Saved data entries
----
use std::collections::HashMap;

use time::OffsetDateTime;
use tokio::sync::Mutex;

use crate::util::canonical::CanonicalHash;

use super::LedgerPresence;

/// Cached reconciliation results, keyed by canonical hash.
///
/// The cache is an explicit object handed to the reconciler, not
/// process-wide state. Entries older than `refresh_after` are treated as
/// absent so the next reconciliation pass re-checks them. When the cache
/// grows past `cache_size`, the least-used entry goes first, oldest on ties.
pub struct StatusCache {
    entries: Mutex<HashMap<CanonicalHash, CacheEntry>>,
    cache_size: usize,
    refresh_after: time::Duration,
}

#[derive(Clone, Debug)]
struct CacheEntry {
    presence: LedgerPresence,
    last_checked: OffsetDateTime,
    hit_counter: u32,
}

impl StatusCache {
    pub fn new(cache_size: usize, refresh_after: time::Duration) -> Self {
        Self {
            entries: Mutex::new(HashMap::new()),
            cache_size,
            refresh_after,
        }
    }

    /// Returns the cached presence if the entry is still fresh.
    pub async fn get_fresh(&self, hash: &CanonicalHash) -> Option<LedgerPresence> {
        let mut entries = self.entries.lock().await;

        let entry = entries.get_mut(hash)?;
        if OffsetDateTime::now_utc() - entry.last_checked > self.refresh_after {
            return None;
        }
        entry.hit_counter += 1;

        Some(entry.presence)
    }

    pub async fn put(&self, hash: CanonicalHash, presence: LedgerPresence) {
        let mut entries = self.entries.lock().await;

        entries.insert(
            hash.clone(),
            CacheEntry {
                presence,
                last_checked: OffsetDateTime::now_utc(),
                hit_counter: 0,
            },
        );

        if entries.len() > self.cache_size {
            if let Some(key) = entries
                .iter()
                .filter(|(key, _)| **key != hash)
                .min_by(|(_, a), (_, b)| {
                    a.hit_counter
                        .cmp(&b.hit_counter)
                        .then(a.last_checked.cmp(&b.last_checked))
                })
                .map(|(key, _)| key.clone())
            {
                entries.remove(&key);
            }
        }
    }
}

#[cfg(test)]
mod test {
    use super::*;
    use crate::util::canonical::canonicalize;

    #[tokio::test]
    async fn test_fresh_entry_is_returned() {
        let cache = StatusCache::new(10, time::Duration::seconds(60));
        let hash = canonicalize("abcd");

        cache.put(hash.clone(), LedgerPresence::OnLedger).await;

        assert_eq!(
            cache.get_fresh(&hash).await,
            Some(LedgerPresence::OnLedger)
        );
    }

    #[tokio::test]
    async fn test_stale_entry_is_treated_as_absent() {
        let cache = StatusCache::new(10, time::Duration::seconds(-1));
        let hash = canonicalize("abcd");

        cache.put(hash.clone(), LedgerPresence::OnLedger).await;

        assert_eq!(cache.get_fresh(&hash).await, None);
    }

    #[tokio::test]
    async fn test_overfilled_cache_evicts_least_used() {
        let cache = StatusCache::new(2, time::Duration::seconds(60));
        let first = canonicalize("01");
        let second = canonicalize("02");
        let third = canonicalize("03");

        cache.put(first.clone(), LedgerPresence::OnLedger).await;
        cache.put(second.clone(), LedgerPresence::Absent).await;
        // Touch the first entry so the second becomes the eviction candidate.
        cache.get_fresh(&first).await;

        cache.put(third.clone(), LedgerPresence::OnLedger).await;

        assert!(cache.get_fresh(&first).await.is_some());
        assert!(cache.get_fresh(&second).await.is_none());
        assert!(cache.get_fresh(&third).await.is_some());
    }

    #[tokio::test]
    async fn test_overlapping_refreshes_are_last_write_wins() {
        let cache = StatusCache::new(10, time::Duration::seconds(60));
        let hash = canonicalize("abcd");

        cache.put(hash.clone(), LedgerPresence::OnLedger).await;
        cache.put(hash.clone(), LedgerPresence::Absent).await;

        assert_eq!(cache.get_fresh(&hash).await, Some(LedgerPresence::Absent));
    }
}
----
Every line with "OffsetDateTime" in it should be copied from the entries above.

(Reply to the task):
use time::OffsetDateTime;
    last_checked: OffsetDateTime,
        if OffsetDateTime::now_utc() - entry.last_checked > self.refresh_after {
                last_checked: OffsetDateTime::now_utc(),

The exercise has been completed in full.